Are you working too hard? Now don’t get me wrong, having your own business requires effort for sure. And in many ways it requires more effort than working for someone else. But if you do it right, the more effort does not feel like more work, and certainly does not mean suffering like so many people do in a job. But like I said, you have to do it right. I want to share with you 3 reasons it’s harder to make $50,000 than it is to make $100,000 or more.
- Trading time for dollars. Now I know you’ve probably heard that phrase a million times before, but let me explain a bit deeper what it means and where your attachment to it comes from. If you went to school in the United States (and probably elsewhere, but I am not familiar with other places), you were conditioned from a very early age to be a worker. You got up early, often before you want to, eat breakfast whether you were hungry or not, went to school, and were told all day long when to sit, when to move, when to eat or drink, go to the bathroom, play, concentrate, etc. You were also told what to pay attention to, what to learn, what to value, how to follow instructions, and what would be approved or disapproved of. Your time and your value were regulated strictly by the clock and grades. I need to say here that all of this is a relatively new occurrence since the 19th century and the advent of public education and factory work, which were developed hand-in-hand. But that is an article all its own!
~> The point here is that very often when people in service professions first create their own businesses, what they do is create a job for themselves. They think, okay I do massage therapy or life coaching and I’m going to charge $100 per hour. That sounds pretty good, doesn’t it? They set up their pricing this way because they are accustomed to thinking in terms of selling their time, rather than selling the result or the transformation that their service provides. It’s deeply conditioned from school to make sense this way. But it really doesn’t. It’s a way for employers to keep track of their employees, just like teachers track their students. Because when you are in service, what really matters is what people get from working with you, not the amount of time it takes to get that result.
- Under-charging for your time. What you don’t realize is that when you are in business for yourself, you have many responsibilities in addition to providing your actual service. You have your financials, your marketing, your sales, and very often your office maintenance, and a variety of other tasks to handle. You should plan that for every hour that you provide your service, you are working 3-5 additional hours doing everything else. That means that $100 an hour is really more like $20 an hour, if that. Doesn’t sound so good anymore, does it? So what so many people do is not do the marketing and the sales—it seems like the place where they can cut out work, but then of course their businesses suffer. Sound familiar?
~ > And if you are accustomed to thinking in terms of charging for your time, it is very difficult to raise your rates, because you think I have to work twice as hard to make twice as much money—I have given my clients twice as much. But twice as much what—that’s worth thinking about, isn’t it?

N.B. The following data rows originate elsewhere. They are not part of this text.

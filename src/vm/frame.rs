//! Global frame table.
//!
//! Every resident user page has a record here. One lock covers the
//! table, the clock cursor and eviction. Frames are born pinned: the
//! fault path unpins them only after the contents are installed, so the
//! clock never examines a half-fetched frame, and no frame lock is held
//! across the file read that fills one.

use super::swap;
use crate::memory::palloc::{self, PalFlags};
use crate::scheduler::{self, Thread};
use alloc::sync::Arc;
use alloc::vec::Vec;
use lazy_static::lazy_static;
use spin::Mutex;
use x86_64::VirtAddr;

struct Frame {
    owner: Arc<Thread>,
    upage: VirtAddr,
    kpage: VirtAddr,
    pinned: bool,
}

struct FrameTable {
    frames: Vec<Frame>,
    /// Clock hand for second-chance replacement.
    cursor: usize,
}

lazy_static! {
    static ref FRAMES: Mutex<FrameTable> = Mutex::new(FrameTable {
        frames: Vec::new(),
        cursor: 0,
    });
}

pub fn init() {
    let mut table = FRAMES.lock();
    table.frames.clear();
    table.cursor = 0;
}

/// Obtain a frame for the current thread's page `upage`. Falls back to
/// eviction when the user pool is dry. The returned frame is pinned;
/// unpin it once its contents are in place.
pub fn get_frame(flags: PalFlags, upage: VirtAddr) -> Option<VirtAddr> {
    assert!(flags.contains(PalFlags::USER), "frames come from the user pool");
    let owner = scheduler::current();
    let mut table = FRAMES.lock();
    let kpage = match palloc::get_page(flags) {
        Some(kpage) => kpage,
        None => {
            let kpage = evict(&mut table);
            if flags.contains(PalFlags::ZERO) {
                unsafe { crate::memory::page_bytes(kpage) }.fill(0);
            }
            kpage
        }
    };
    table.frames.push(Frame {
        owner,
        upage,
        kpage,
        pinned: true,
    });
    Some(kpage)
}

/// Second-chance clock sweep: skip pinned frames, give recently
/// accessed frames one more pass, evict the first quiet one to swap.
/// Two full sweeps with no candidate means every frame is pinned or
/// permanently hot, which is fatal.
fn evict(table: &mut FrameTable) -> VirtAddr {
    let n = table.frames.len();
    if n == 0 {
        panic!("frame table: out of frames");
    }

    let mut victim = None;
    for _ in 0..2 * n {
        let i = table.cursor;
        table.cursor = (table.cursor + 1) % n;
        if table.frames[i].pinned {
            continue;
        }
        let (owner, upage) = {
            let f = &table.frames[i];
            (f.owner.clone(), f.upage)
        };
        let accessed = owner
            .user
            .lock()
            .as_ref()
            .map(|u| u.pagedir.is_accessed(upage))
            .unwrap_or(false);
        if accessed {
            if let Some(u) = owner.user.lock().as_mut() {
                u.pagedir.set_accessed(upage, false);
            }
        } else {
            victim = Some(i);
            break;
        }
    }
    let i = match victim {
        Some(i) => i,
        None => panic!("frame table: no evictable frame"),
    };

    let frame = table.frames.remove(i);
    if i < table.cursor {
        table.cursor -= 1;
    }
    if table.frames.is_empty() {
        table.cursor = 0;
    } else {
        table.cursor %= table.frames.len();
    }

    // Push the page image out, retarget the owner's supplemental entry
    // at the slot, and drop the hardware mapping.
    let slot = swap::swap_out(frame.kpage);
    if let Some(u) = frame.owner.user.lock().as_mut() {
        u.pages.install_swap(frame.upage, slot);
        u.pagedir.clear_page(frame.upage);
    }
    frame.kpage
}

/// Unlink the record for `kpage` and return the page to the pool.
pub fn free_frame(kpage: VirtAddr) {
    let mut table = FRAMES.lock();
    if let Some(i) = table.frames.iter().position(|f| f.kpage == kpage) {
        table.frames.remove(i);
        if i < table.cursor {
            table.cursor -= 1;
        }
        if table.frames.is_empty() {
            table.cursor = 0;
        } else {
            table.cursor %= table.frames.len();
        }
    }
    palloc::free_page(kpage);
}

/// Exempt `kpage` from eviction while a syscall works on it.
pub fn pin(kpage: VirtAddr) {
    set_pinned(kpage, true);
}

pub fn unpin(kpage: VirtAddr) {
    set_pinned(kpage, false);
}

fn set_pinned(kpage: VirtAddr, pinned: bool) {
    let mut table = FRAMES.lock();
    if let Some(f) = table.frames.iter_mut().find(|f| f.kpage == kpage) {
        f.pinned = pinned;
    }
}

/// Number of live frame records.
pub fn frame_count() -> usize {
    FRAMES.lock().frames.len()
}

#[cfg(test)]
mod tests {
    use super::*;
    use crate::memory::PGSIZE;
    use crate::process::UserState;
    use crate::test_support;

    fn upage(n: u64) -> VirtAddr {
        VirtAddr::new(n * PGSIZE as u64)
    }

    /// Give the current thread an address space to own frames with.
    fn with_user_state() {
        *scheduler::current().user.lock() = Some(UserState::new());
    }

    #[test]
    fn frames_are_unique_per_kpage() {
        let _k = test_support::boot_with(crate::KernelConfig::default(), 8, 16);
        with_user_state();
        let a = get_frame(PalFlags::USER | PalFlags::ZERO, upage(1)).unwrap();
        let b = get_frame(PalFlags::USER | PalFlags::ZERO, upage(2)).unwrap();
        assert_ne!(a, b);
        assert_eq!(frame_count(), 2);
        free_frame(a);
        free_frame(b);
        assert_eq!(frame_count(), 0);
    }

    #[test]
    fn clock_evicts_unaccessed_first() {
        let _k = test_support::boot_with(crate::KernelConfig::default(), 2, 16);
        with_user_state();
        let cur = scheduler::current();

        // Two frames fill the pool; install mappings so the clock can
        // consult and clear accessed bits.
        let k1 = get_frame(PalFlags::USER | PalFlags::ZERO, upage(1)).unwrap();
        let k2 = get_frame(PalFlags::USER | PalFlags::ZERO, upage(2)).unwrap();
        {
            let mut u = cur.user.lock();
            let u = u.as_mut().unwrap();
            assert!(u.pages.install_zero(upage(1), true));
            assert!(u.pages.install_zero(upage(2), true));
            assert!(u.pages.set_page(&mut u.pagedir, upage(1), k1, true));
            assert!(u.pages.set_page(&mut u.pagedir, upage(2), k2, true));
            u.pagedir.set_accessed(upage(1), true);
            u.pagedir.set_accessed(upage(2), false);
        }
        unpin(k1);
        unpin(k2);

        // Page 2 is quiet; the clock must take it and leave page 1.
        let k3 = get_frame(PalFlags::USER | PalFlags::ZERO, upage(3)).unwrap();
        assert_eq!(k3, k2);
        let u = cur.user.lock();
        let u = u.as_ref().unwrap();
        assert!(u.pagedir.get_page(upage(1)).is_some());
        assert!(u.pagedir.get_page(upage(2)).is_none());
        assert!(matches!(
            u.pages.state_of(upage(2)),
            Some(crate::vm::page::PageStateKind::Swap)
        ));
    }

    #[test]
    fn clock_skips_pinned_frames() {
        let _k = test_support::boot_with(crate::KernelConfig::default(), 2, 16);
        with_user_state();
        let cur = scheduler::current();
        let k1 = get_frame(PalFlags::USER | PalFlags::ZERO, upage(1)).unwrap();
        let k2 = get_frame(PalFlags::USER | PalFlags::ZERO, upage(2)).unwrap();
        {
            let mut u = cur.user.lock();
            let u = u.as_mut().unwrap();
            assert!(u.pages.install_zero(upage(1), true));
            assert!(u.pages.install_zero(upage(2), true));
            assert!(u.pages.set_page(&mut u.pagedir, upage(1), k1, true));
            assert!(u.pages.set_page(&mut u.pagedir, upage(2), k2, true));
        }
        unpin(k2);
        // k1 stays pinned, so the only candidate is k2.
        let k3 = get_frame(PalFlags::USER | PalFlags::ZERO, upage(3)).unwrap();
        assert_eq!(k3, k2);
    }

    #[test]
    #[should_panic(expected = "no evictable frame")]
    fn all_pinned_is_fatal() {
        let _k = test_support::boot_with(crate::KernelConfig::default(), 2, 16);
        with_user_state();
        let _k1 = get_frame(PalFlags::USER | PalFlags::ZERO, upage(1)).unwrap();
        let _k2 = get_frame(PalFlags::USER | PalFlags::ZERO, upage(2)).unwrap();
        // Both frames still pinned from birth.
        let _ = get_frame(PalFlags::USER | PalFlags::ZERO, upage(3));
    }
}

~ > When you start to actually get busy, you find you hit a wall about what you can actually get done? I see this all the time with clients—at first we focus on filling their one-on-one practice, which is where everyone starts, and you want to keep it going because of course it’s a big part of what you love. But then you get too busy—your hours are full, you don’t have time to do the rest of your business, so you cut back on everything but providing service, and your marketing suffers, your bookkeeping suffers, and sometimes your love life suffers, too.
- Doing everything on your own. Admit it, you do this. You try to do everything yourself, and what you won’t do, doesn’t get done. This keeps more solo entrepreneurs making less money than they actually can probably more than anything else. Because once you get your practice going, and you are busy, you don’t have time to do everything yourself. Not if you want to grow. But if you are like most people, you don’t hire someone to help, or not the right person, or not for enough hours. And you don’t because you think you can’t afford it. So you hit that wall I was talking about, and you can’t grow, and so you fill up then empty out—feast or famine. Ugh.
What I am describing here is what happens when you create a job for yourself. You are still in the same mindset—or similar—to that of an employee, only now your business is your boss, not someone else. And if you are doing this, you are working too hard—and it really is not necessary.